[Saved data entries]

//! Download scheduler: bounded producer/consumer over a backlog of ids.
//!
//! # Overview
//!
//! ```text
//! Backlog --producer--> bounded queue --N workers--> scan --> transfer
//!                                                      |
//!                          reporter (snapshots) <------+
//! ```
//!
//! - The producer pops ids from the [`Backlog`] and sends them into a bounded
//!   channel; a full channel suspends it (backpressure).
//! - Each worker receives one item, claims its id in the [`RunState`], runs
//!   the scan stage (resolve, classify, filename) and then the
//!   [`ResumableTransfer`], records the outcome, releases the id and repeats.
//! - The reporter emits a [`Snapshot`] whenever backlog, queue, active or
//!   writing counts change.
//! - Cancelling the interrupt token stops the producer, aborts in-flight
//!   transfers and sweeps the writing set. Records never handed to a worker
//!   go back into the backlog, so `residual_backlog` counts them.
//!
//! # Example
//!
//! ```no_run
//! use std::sync::Arc;
//! use idfetch_core::download::{
//!     ClientSettings, DownloadEngine, EngineOptions, HttpClient, ResumableTransfer, RetryPolicy,
//!     ThrottleMonitor, TransferOptions,
//! };
//! use idfetch_core::queue::Backlog;
//! use idfetch_core::resolver::HttpMetadataResolver;
//! use idfetch_core::scenario::Classifier;
//!
//! # async fn example(
//! #     classifier: Classifier,
//! #     options: TransferOptions,
//! # ) -> Result<(), Box<dyn std::error::Error>> {
//! let settings = ClientSettings::default();
//! let resolver = HttpMetadataResolver::new("https://meta.example.com/{id}", &settings)?;
//! let transfer = ResumableTransfer::new(
//!     HttpClient::new(&settings)?,
//!     RetryPolicy::default(),
//!     ThrottleMonitor::disabled(),
//!     options,
//! );
//! let engine = DownloadEngine::new(EngineOptions::default(), Arc::new(resolver), classifier, transfer)?;
//! let report = engine.run(Backlog::from_ids([1, 2, 3], "360p")).await;
//! report.log_summary();
//! # Ok(())
//! # }
//! ```

mod report;
mod scan;
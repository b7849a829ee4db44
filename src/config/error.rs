//! Fatal configuration errors.

use thiserror::Error;

use crate::scenario::ScenarioParseError;
use crate::tags::TagExpressionError;

/// A configuration contradiction detected before scheduling starts.
///
/// Any of these aborts the whole run.
#[derive(Debug, Error)]
pub enum ConfigError {
    /// `start` is greater than `end`.
    #[error("invalid id bounds: start {start} is greater than end {end}")]
    InvalidIdBounds {
        /// First id.
        start: u64,
        /// Last id.
        end: u64,
    },

    /// The id range expands to more ids than one run accepts.
    #[error("id range {start}..={end} spans more than {max} ids")]
    RangeTooLarge {
        /// First id.
        start: u64,
        /// Last id.
        end: u64,
        /// Largest accepted span.
        max: u64,
    },

    /// Both an explicit id list and a range were given.
    #[error("id list and id range are mutually exclusive")]
    ConflictingIdSources,

    /// Nothing to fetch.
    #[error("no ids to process: give --ids or --start/--end")]
    NoIds,

    /// A numeric option is out of bounds.
    #[error("{option} must be in {min}..={max}, got {value}")]
    OutOfRange {
        /// Option name.
        option: &'static str,
        /// Given value.
        value: u64,
        /// Lower bound.
        min: u64,
        /// Upper bound.
        max: u64,
    },

    /// Naming flags did not parse.
    #[error("invalid naming flags '{value}' (use none|prefix|score|title|tags|quality|full, or an integer)")]
    InvalidNamingFlags {
        /// Raw value.
        value: String,
    },

    /// Proxy did not validate.
    #[error("invalid proxy '{value}': {reason}")]
    InvalidProxy {
        /// Raw value.
        value: String,
        /// What is wrong.
        reason: String,
    },

    /// Unknown quality label.
    #[error("invalid quality '{value}'")]
    InvalidQuality {
        /// Raw value.
        value: String,
    },

    /// Metadata endpoint is missing or has no `{id}` placeholder.
    #[error("invalid metadata endpoint '{value}': must be an http(s) URL template containing {{id}}")]
    InvalidEndpoint {
        /// Raw value.
        value: String,
    },

    /// A global tag expression did not parse.
    #[error("invalid tag filter: {0}")]
    Tags(#[source] TagExpressionError),

    /// The scenario string did not parse.
    #[error("invalid scenario: {0}")]
    Scenario(#[source] ScenarioParseError),
}

impl ConfigError {
    /// Creates an out-of-range error.
    #[must_use]
    pub fn out_of_range(option: &'static str, value: u64, min: u64, max: u64) -> Self {
        Self::OutOfRange {
            option,
            value,
            min,
            max,
        }
    }

    /// Creates a naming flags error.
    #[must_use]
    pub fn invalid_naming_flags(value: impl Into<String>) -> Self {
        Self::InvalidNamingFlags {
            value: value.into(),
        }
    }

    /// Creates a proxy error.
    #[must_use]
    pub fn invalid_proxy(value: impl Into<String>, reason: impl Into<String>) -> Self {
        Self::InvalidProxy {
            value: value.into(),
            reason: reason.into(),
        }
    }

    /// Creates an endpoint error.
    #[must_use]
    pub fn invalid_endpoint(value: impl Into<String>) -> Self {
        Self::InvalidEndpoint {
            value: value.into(),
        }
    }
}
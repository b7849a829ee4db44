//! Resumable transfer of one item's payload.
//!
//! # Overview
//!
//! ```text
//! START -> check local file -> TRANSFERRING -> VERIFYING -> DONE
//!                                   ^              |
//!                                   +--- RETRY <---+--> FAILED
//! ```
//!
//! - An existing file with the same id and quality short-circuits to
//!   `AlreadyExists` unless continue mode is on, in which case a similarly
//!   named file is renamed to the canonical name and resumed.
//! - A partial file is resumed with `Range: bytes=<size>-`.
//! - Each attempt ends in a [`DownloadError`] that is classified by
//!   [`classify_fault`] and handed to the [`RetryPolicy`].
//! - On exhaustion the partial file is deleted only when this run created it
//!   and unfinished files are not kept.

use std::path::{Path, PathBuf};
use std::sync::Arc;
use std::sync::atomic::{AtomicU64, Ordering};

use futures_util::StreamExt;
use reqwest::header::{CONTENT_RANGE, CONTENT_TYPE};
use tokio::fs::{File, OpenOptions};
use tokio::io::{AsyncWriteExt, BufWriter};
use tokio_util::sync::CancellationToken;
use tracing::{debug, error, info, instrument, warn};

use super::engine::DownloadStats;
use super::filename::{existing_file_pattern, find_existing_file};
use super::retry::{FaultKind, RetryDecision, RetryPolicy, classify_fault};
use super::throttle::ThrottleMonitor;
use super::{DownloadError, HttpClient};
use crate::config::{DownloadMode, NamingFlags};
use crate::queue::{ItemFlags, ItemOutcome, ItemRecord, ItemState, RunState};

const MB: f64 = 1024.0 * 1024.0;

/// Per-run settings for the transfer state machine.
#[derive(Debug, Clone)]
pub struct TransferOptions {
    /// Destination base folder.
    pub base: PathBuf,
    /// File creation mode.
    pub mode: DownloadMode,
    /// Resume/rename existing files instead of skipping them.
    pub continue_mode: bool,
    /// Never delete unfinished files.
    pub keep_unfinished: bool,
    /// Filename segments in use (for existing-file matching).
    pub naming: NamingFlags,
    /// Filename prefix.
    pub prefix: String,
}

/// How a single successful attempt ended.
#[derive(Debug, Clone, Copy, PartialEq, Eq)]
enum AttemptOutcome {
    /// Payload streamed and size verified.
    Completed,
    /// Server reports nothing left to send.
    AlreadyComplete,
}

/// Drives one item from `Active` to a terminal state.
#[derive(Debug, Clone)]
pub struct ResumableTransfer {
    client: HttpClient,
    policy: RetryPolicy,
    throttle: ThrottleMonitor,
    options: Arc<TransferOptions>,
}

#### ACTIVITY
Retype exactly the lines of the data above, starting at its first line and finishing with the line that has "into a bounded" in it.

#### WRITTEN REPLY
//! Download scheduler: bounded producer/consumer over a backlog of ids.
//!
//! # Overview
//!
//! ```text
//! Backlog --producer--> bounded queue --N workers--> scan --> transfer
//!                                                      |
//!                          reporter (snapshots) <------+
//! ```
//!
//! - The producer pops ids from the [`Backlog`] and sends them into a bounded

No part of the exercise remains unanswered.